Obama and the paranoid style in educational politics

“American politics has often been an arena for angry minds.” So opened a classic 1964 essay of the renowned American historian, Richard Hofstadter, in which he analyzed a style of politics which is remarkably evocative of what has passed for political discourse these last two months. Consider how Hofstadter’s pithy characterization of this political style – “[a] sense of heated exaggeration, suspiciousness, and conspiratorial fantasy” — so aptly fits the sort of behavior we have seen on display in town halls, on Fox TV “news” shows and on blogs from the right. What term better describes the conjuring of “death panels” out of thin air, the waving of photos of Obama defaced to resemble Hitler, than that which graces the title of Hofstadter’s essay, the “paranoid style?”
After weeks of the paranoid style in health care politics, it is now in full bloom in the realm of educational politics as well. Obama, we are told, has set out to indoctrinate American school children with his socialist doctrine through a planned address to American school children next week. The Cato Institute blog has outstripped its usual prodigious output with nearly hourly condemnations of Obama’s planned speech and the lesson plans produced by the USDoE for the event. Its torrent of criticism culminated most recently [at least at this hour] with the charge of an Obama “cult of personality,” a term of art that arose to describe the murderous rule of Stalin.* The Amen chorus at the National Review blog, led by Jonah Goldberg of Liberal Fascism fame, all agree with Cato on the existence of a dangerous Obama “cult of personality.”¶ Fox News commentator Monica Crowley decries Obama’s words urging students to stay in school and work hard as “Orwellian,” proclaiming that “this is what Chairman Mao did.” World Net Daily’s Bob Unruh compares the Obama speech on the importance of education to Hitler Youth. For the second time in two days, American Enterprise Institute house educational expert Rick Hess denounces the proposed Obama message of personal responsibility, this time as “groupthink.” Hess approvingly quotes Charles Murray of Bell Curve fame, that “if George W. Bush had proposed to make a national speech to schoolchildren, complete with lesson plans, isn’t ‘creepy’ a word that would have come to mind?” Little does it matter to Murray and Hess that George W. Bush [and his father] not 0nly proposed, but actually delivered such speeches. Florida GOP Chairman Jim Greer opines that he is “absolutely appalled that taxpayer dollars are being used to spread President Obama’s socialist ideology.” And for good measure, Michelle Malkin throws in a shot at “zealous teacher unions.” It appears that someone forget to tell both the Obama DoE and us that teacher unions were the instrumentalities of Obama’s socialist propaganda.

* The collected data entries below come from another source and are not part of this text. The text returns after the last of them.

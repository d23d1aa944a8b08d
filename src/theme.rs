use ratatui::style::{Color, Modifier, Style};

use crate::data::{BACKGROUNDS, COLOR_SCHEMES, ColorScheme, find_background};

#[derive(Debug, Clone, Copy, PartialEq, Eq)]
pub struct Palette {
    pub primary: Color,
    pub secondary: Color,
    pub accent: Color,
    pub panel_bg: Color,
    pub text: Color,
    pub muted: Color,
}

fn rgb((r, g, b): (u8, u8, u8)) -> Color {
    Color::Rgb(r, g, b)
}

/// Opacity blends the backdrop tint toward black: 1.0 is solid black, 0.0 the raw tint.
pub fn panel_color(tint: (u8, u8, u8), opacity: f32) -> Color {
    let opacity = if opacity.is_finite() {
        opacity.clamp(0.0, 1.0)
    } else {
        0.0
    };
    let keep = 1.0 - opacity;
    let scale = |c: u8| (f32::from(c) * keep).round() as u8;
    Color::Rgb(scale(tint.0), scale(tint.1), scale(tint.2))
}

impl Palette {
    pub fn from_prefs(theme_index: usize, background_id: &str, opacity: f32) -> Self {
        let scheme: &ColorScheme = COLOR_SCHEMES.get(theme_index).unwrap_or(&COLOR_SCHEMES[0]);
        let background = find_background(background_id).unwrap_or(&BACKGROUNDS[0]);
        Self {
            primary: rgb(scheme.primary),
            secondary: rgb(scheme.secondary),
            accent: rgb(scheme.accent),
            panel_bg: panel_color(background.tint, opacity),
            text: Color::White,
            muted: Color::DarkGray,
        }
    }

    pub fn panel(&self) -> Style {
        Style::default().bg(self.panel_bg).fg(self.text)
    }

    pub fn title(&self) -> Style {
        Style::default()
            .fg(self.primary)
            .add_modifier(Modifier::BOLD)
    }

    pub fn highlight(&self) -> Style {
        Style::default()
            .fg(Color::Black)
            .bg(self.primary)
            .add_modifier(Modifier::BOLD)
    }

    pub fn dim(&self) -> Style {
        Style::default().fg(self.muted)
    }
}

This is surreal beyond all belief, in a way that makes the descriptor “paranoid” an inadequate understatement. Obama is so much of a socialist that in the real world he could not bring himself to propose the modestly social democratic single payer system of health care insurance, a form of which exists in every other Western democracy, and he has been hinting of his willingness to abandon the “public option” in his proposals for health care reform. Get a grip, boys and girls.
* Republican State Senator Steve Russell of Oklahoma makes the reference to a “cult of personality” explicit for the historically illiterate: “This is something you’d expect to see in North Korea or in Saddam Hussein’s Iraq.”
¶ “The quintessential liberal fascist,” Jonah Goldberg informed us in his book by that name, “is not an SS storm trooper. It is a female grade school teacher with an education degree from Brown or Swarthmore.”